About this exercise:
Search the entries below for the string "still" and copy the lines that hold it.

Data to use:
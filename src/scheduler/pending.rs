//! The in-memory pending set.
//!
//! URL lists are kept in a side map so snapshotting and scoring the pending
//! tasks never clones the payloads.

use dashmap::DashMap;

use super::priority::PrioritizedTask;

/// Process-local set of tasks awaiting dispatch.
#[derive(Debug, Default)]
pub struct PendingTaskSet {
    tasks: DashMap<String, PrioritizedTask>,
    urls: DashMap<String, Vec<String>>,
}

impl PendingTaskSet {
    pub fn new() -> Self {
        Self::default()
    }

    /// Insert a task and its URL list.
    pub fn insert(&self, task: PrioritizedTask, urls: Vec<String>) {
        self.urls.insert(task.job_id.clone(), urls);
        self.tasks.insert(task.job_id.clone(), task);
    }

    /// Clone the current tasks for scoring.
    pub fn snapshot(&self) -> Vec<PrioritizedTask> {
        self.tasks.iter().map(|entry| entry.value().clone()).collect()
    }

    /// Atomically take a task out of the set; the winner of concurrent
    /// claims gets `Some`, everyone else `None`. The URL list stays behind
    /// until `remove` so the execution driver can still read it.
    pub fn claim(&self, job_id: &str) -> Option<PrioritizedTask> {
        self.tasks.remove(job_id).map(|(_, task)| task)
    }

    /// URL list for a job, if still present.
    pub fn urls(&self, job_id: &str) -> Option<Vec<String>> {
        self.urls.get(job_id).map(|entry| entry.value().clone())
    }

    /// Drop all state for a job.
    pub fn remove(&self, job_id: &str) {
        self.tasks.remove(job_id);
        self.urls.remove(job_id);
    }

    pub fn len(&self) -> usize {
        self.tasks.len()
    }

    pub fn is_empty(&self) -> bool {
        self.tasks.is_empty()
    }
}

Answer section:
    /// until `remove` so the execution driver can still read it.
    /// URL list for a job, if still present.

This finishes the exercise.